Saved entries
-*-*-

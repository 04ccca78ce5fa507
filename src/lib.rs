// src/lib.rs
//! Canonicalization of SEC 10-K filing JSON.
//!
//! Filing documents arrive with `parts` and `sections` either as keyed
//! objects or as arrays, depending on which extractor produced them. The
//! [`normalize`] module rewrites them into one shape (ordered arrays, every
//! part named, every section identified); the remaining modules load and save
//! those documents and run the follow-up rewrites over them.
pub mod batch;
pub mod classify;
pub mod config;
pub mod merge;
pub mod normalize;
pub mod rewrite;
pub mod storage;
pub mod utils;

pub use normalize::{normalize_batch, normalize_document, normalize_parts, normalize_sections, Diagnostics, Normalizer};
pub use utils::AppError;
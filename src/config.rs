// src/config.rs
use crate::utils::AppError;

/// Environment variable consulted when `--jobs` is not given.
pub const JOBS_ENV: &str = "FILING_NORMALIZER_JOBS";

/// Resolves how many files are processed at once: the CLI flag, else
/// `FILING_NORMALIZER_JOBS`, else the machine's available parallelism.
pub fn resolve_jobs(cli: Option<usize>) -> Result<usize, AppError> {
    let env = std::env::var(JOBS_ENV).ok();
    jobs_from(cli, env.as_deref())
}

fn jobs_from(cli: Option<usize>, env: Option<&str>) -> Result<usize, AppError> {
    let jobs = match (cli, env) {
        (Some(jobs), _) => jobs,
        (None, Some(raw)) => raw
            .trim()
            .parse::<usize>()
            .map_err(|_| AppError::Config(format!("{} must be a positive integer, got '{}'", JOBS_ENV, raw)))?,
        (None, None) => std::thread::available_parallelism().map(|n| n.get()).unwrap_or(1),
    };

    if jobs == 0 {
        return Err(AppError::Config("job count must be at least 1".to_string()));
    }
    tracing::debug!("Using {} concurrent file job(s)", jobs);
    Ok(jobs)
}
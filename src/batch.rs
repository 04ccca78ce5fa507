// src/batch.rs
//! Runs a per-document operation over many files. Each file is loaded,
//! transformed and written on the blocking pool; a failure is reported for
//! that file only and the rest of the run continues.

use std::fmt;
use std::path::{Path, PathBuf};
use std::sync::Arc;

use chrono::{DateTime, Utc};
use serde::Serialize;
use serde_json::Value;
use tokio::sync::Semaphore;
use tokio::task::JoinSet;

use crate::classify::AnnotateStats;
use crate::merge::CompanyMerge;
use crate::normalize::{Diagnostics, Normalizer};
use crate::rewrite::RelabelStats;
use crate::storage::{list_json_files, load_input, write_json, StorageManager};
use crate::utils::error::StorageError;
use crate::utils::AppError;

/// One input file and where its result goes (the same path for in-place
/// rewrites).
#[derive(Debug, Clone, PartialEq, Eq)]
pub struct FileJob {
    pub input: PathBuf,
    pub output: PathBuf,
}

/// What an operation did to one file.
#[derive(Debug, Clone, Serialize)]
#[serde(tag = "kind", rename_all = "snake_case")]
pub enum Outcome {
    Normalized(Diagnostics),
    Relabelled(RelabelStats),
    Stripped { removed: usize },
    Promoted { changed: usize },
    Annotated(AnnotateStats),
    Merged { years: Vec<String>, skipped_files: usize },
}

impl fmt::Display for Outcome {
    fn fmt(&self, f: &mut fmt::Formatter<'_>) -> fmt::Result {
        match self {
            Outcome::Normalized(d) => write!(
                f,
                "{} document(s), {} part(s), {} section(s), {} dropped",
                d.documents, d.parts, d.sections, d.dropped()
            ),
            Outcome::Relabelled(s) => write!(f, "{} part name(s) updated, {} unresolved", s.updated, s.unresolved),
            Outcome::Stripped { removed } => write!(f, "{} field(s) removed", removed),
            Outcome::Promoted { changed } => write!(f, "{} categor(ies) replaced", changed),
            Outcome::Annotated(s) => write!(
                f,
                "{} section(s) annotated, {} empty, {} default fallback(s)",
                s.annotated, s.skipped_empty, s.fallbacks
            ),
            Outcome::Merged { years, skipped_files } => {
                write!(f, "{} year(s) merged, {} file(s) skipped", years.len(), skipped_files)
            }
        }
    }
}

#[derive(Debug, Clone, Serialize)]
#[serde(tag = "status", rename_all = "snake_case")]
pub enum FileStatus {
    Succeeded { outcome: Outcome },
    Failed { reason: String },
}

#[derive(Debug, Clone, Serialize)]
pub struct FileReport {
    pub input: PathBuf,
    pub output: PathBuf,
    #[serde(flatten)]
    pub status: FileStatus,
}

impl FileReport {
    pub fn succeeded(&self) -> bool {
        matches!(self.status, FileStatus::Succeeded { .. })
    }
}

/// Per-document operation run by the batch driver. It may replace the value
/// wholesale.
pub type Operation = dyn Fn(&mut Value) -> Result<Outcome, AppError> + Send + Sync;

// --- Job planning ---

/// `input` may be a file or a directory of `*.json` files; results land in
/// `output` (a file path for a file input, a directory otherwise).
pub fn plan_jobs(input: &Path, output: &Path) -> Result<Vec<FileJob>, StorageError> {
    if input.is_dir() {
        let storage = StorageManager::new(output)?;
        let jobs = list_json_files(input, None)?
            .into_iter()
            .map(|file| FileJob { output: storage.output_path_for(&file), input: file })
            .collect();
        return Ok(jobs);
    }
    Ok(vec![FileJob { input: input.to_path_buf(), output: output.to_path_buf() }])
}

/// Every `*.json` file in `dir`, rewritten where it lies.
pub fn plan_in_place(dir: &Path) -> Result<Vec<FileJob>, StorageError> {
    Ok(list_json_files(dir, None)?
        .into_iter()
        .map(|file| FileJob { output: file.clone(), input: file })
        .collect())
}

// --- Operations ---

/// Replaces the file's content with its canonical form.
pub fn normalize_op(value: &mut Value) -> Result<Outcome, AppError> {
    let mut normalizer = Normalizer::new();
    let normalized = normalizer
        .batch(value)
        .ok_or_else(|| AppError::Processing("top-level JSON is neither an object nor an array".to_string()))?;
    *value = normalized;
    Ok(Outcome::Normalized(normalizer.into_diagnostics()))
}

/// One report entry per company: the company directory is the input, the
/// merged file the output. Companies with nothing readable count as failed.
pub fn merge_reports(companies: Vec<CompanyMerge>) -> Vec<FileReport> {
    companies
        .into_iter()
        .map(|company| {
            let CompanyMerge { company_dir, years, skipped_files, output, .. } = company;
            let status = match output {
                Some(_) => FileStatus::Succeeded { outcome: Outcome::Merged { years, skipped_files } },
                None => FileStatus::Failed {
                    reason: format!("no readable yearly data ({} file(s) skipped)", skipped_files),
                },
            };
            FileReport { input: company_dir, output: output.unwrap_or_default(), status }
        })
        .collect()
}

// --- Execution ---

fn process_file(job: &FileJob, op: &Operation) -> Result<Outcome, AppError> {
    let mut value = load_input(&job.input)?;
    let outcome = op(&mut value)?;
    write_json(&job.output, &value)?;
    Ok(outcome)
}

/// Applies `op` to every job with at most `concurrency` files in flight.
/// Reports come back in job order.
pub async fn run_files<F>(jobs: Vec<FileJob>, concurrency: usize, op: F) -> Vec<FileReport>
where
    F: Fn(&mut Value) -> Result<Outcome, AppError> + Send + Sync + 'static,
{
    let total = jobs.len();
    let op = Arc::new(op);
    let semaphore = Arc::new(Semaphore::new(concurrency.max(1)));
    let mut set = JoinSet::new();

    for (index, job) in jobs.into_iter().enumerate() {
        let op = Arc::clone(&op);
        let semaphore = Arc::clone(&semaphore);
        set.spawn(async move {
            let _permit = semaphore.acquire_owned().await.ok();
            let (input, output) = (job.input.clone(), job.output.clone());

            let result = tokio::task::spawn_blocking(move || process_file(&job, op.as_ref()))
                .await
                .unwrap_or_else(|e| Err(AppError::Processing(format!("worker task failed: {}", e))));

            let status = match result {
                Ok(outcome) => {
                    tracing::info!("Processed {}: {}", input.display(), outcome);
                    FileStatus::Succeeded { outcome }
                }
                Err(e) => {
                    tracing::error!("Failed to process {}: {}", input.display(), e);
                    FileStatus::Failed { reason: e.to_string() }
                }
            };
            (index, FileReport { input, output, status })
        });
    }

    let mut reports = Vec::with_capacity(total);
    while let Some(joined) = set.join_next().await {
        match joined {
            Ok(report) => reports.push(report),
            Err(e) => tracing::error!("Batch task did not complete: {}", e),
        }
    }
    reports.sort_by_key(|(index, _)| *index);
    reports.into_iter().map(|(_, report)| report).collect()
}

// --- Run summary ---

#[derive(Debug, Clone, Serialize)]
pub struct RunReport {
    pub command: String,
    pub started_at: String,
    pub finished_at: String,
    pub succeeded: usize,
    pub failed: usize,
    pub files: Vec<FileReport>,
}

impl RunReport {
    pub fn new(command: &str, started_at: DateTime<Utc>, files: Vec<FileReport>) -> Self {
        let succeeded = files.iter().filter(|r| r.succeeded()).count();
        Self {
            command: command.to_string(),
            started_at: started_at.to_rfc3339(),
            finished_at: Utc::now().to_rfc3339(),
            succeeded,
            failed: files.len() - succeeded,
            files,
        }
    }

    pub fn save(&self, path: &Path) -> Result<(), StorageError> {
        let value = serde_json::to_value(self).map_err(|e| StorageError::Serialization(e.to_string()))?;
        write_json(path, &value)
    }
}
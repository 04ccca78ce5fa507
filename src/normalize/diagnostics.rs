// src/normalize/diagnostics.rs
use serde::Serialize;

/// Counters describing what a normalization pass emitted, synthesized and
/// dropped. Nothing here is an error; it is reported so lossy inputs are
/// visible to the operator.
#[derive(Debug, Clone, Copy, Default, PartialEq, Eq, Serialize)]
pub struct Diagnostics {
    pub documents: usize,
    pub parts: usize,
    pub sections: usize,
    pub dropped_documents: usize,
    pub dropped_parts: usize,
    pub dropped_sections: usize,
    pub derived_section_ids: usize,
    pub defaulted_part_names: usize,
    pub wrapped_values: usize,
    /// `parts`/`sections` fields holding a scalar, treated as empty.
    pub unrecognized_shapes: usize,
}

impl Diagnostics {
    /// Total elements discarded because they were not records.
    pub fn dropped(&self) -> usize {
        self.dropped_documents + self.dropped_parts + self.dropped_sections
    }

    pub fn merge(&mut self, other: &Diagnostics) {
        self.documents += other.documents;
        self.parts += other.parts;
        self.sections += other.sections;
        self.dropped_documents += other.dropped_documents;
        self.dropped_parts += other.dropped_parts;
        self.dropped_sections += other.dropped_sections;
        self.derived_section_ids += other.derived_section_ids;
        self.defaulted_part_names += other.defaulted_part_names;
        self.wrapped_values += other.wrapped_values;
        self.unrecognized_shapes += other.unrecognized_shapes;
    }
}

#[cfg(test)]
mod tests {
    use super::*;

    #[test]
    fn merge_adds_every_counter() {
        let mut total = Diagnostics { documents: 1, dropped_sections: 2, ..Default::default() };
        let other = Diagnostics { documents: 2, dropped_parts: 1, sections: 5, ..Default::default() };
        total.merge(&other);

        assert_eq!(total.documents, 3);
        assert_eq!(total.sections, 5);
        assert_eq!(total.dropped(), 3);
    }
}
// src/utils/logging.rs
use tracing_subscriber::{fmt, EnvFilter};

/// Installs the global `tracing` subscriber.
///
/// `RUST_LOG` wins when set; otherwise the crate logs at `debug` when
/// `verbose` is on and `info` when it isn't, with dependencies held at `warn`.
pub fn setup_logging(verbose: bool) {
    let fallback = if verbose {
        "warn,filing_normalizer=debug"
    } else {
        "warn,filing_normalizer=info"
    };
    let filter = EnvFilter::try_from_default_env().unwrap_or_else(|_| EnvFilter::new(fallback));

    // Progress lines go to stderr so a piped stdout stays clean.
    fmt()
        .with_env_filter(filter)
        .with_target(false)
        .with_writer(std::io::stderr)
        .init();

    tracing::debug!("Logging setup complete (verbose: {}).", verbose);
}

-*-*-

- _Exercise brief_
Which lines above run from the one containing "to the operator." down to the one containing "self.parts += other.parts;"? Repeat exactly those, both ends included, and nothing else.

- _Solved problem_
/// visible to the operator.
#[derive(Debug, Clone, Copy, Default, PartialEq, Eq, Serialize)]
pub struct Diagnostics {
    pub documents: usize,
    pub parts: usize,
    pub sections: usize,
    pub dropped_documents: usize,
    pub dropped_parts: usize,
    pub dropped_sections: usize,
    pub derived_section_ids: usize,
    pub defaulted_part_names: usize,
    pub wrapped_values: usize,
    /// `parts`/`sections` fields holding a scalar, treated as empty.
    pub unrecognized_shapes: usize,
}

impl Diagnostics {
    /// Total elements discarded because they were not records.
    pub fn dropped(&self) -> usize {
        self.dropped_documents + self.dropped_parts + self.dropped_sections
    }

    pub fn merge(&mut self, other: &Diagnostics) {
        self.documents += other.documents;
        self.parts += other.parts;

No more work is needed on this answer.